Stored data entries:
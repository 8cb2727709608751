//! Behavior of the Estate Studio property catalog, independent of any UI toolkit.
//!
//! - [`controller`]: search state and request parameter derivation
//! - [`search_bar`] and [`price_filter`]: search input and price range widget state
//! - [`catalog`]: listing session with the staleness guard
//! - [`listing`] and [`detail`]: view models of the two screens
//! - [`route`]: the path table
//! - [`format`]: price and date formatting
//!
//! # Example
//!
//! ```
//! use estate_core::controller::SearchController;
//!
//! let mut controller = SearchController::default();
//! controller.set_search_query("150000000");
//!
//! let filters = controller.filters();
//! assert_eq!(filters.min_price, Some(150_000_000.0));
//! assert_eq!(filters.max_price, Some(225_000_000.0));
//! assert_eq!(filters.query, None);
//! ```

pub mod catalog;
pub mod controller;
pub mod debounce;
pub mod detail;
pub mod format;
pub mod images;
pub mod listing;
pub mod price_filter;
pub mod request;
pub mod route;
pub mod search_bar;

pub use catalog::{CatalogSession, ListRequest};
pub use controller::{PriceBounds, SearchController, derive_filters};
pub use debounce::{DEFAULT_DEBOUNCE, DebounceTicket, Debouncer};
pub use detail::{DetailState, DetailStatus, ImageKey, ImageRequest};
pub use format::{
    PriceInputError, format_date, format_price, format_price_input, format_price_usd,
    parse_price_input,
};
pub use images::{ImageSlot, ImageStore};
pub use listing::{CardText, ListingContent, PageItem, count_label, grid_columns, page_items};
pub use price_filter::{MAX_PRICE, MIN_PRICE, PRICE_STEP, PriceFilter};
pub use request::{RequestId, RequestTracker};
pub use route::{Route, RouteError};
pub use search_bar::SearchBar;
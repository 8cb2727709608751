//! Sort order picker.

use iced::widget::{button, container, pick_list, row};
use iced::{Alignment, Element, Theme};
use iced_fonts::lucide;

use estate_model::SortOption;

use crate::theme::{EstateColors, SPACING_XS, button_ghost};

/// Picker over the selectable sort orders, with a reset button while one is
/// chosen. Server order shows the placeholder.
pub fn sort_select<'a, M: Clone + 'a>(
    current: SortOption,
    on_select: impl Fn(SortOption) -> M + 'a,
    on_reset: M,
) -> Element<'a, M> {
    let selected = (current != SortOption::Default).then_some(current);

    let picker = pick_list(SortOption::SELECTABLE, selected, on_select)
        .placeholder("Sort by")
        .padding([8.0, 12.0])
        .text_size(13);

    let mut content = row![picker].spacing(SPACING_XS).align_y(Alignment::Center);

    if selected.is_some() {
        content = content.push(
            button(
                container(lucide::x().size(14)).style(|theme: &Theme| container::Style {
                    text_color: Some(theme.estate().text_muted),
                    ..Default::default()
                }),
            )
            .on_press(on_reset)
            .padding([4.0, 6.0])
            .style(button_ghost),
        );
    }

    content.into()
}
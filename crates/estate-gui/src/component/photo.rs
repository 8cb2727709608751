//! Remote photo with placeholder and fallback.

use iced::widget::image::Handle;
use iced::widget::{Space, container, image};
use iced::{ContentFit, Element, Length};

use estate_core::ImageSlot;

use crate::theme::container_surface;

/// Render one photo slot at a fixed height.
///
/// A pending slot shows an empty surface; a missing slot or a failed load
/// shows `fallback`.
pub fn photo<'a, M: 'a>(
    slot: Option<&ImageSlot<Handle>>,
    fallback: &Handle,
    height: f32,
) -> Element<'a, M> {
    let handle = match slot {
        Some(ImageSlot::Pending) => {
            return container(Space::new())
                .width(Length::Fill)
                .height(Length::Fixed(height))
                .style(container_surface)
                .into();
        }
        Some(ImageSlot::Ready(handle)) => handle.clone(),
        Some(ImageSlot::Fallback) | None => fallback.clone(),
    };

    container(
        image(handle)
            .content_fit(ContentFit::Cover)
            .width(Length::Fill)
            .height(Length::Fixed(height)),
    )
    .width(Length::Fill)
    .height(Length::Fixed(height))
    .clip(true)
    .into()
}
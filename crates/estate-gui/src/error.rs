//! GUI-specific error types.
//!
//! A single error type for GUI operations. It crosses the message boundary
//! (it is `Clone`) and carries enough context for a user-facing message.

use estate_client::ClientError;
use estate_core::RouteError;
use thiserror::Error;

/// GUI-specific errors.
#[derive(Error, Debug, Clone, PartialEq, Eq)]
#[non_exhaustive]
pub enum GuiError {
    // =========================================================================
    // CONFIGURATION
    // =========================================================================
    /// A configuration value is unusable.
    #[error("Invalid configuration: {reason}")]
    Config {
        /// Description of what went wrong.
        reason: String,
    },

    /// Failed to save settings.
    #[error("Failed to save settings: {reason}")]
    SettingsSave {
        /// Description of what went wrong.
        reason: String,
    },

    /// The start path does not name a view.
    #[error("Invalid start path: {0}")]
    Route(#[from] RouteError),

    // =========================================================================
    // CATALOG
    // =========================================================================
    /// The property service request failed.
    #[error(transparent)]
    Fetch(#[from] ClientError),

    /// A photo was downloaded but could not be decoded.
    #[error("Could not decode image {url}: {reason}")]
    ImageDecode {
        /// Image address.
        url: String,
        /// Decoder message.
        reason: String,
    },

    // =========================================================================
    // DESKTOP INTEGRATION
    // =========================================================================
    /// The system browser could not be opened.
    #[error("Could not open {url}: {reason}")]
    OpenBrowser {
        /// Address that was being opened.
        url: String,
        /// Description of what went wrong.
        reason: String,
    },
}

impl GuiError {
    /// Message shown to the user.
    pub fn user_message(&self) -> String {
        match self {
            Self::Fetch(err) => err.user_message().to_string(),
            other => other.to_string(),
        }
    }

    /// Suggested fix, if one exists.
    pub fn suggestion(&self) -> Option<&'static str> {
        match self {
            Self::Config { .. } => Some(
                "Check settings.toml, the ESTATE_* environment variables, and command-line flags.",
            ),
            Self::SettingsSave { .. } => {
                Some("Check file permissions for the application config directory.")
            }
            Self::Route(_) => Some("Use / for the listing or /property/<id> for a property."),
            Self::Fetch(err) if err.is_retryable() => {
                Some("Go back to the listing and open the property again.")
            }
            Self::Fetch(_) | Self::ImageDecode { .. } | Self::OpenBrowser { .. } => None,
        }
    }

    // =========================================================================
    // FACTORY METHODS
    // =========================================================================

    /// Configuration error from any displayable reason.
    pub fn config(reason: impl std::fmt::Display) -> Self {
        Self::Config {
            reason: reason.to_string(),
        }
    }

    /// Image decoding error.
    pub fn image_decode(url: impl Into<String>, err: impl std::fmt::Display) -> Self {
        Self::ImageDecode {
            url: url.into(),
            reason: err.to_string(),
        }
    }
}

ASSIGNMENT: If a line of the entries above holds the word "OpenBrowser", count it; report only how many such lines there are.

EXERCISE RESULT: 2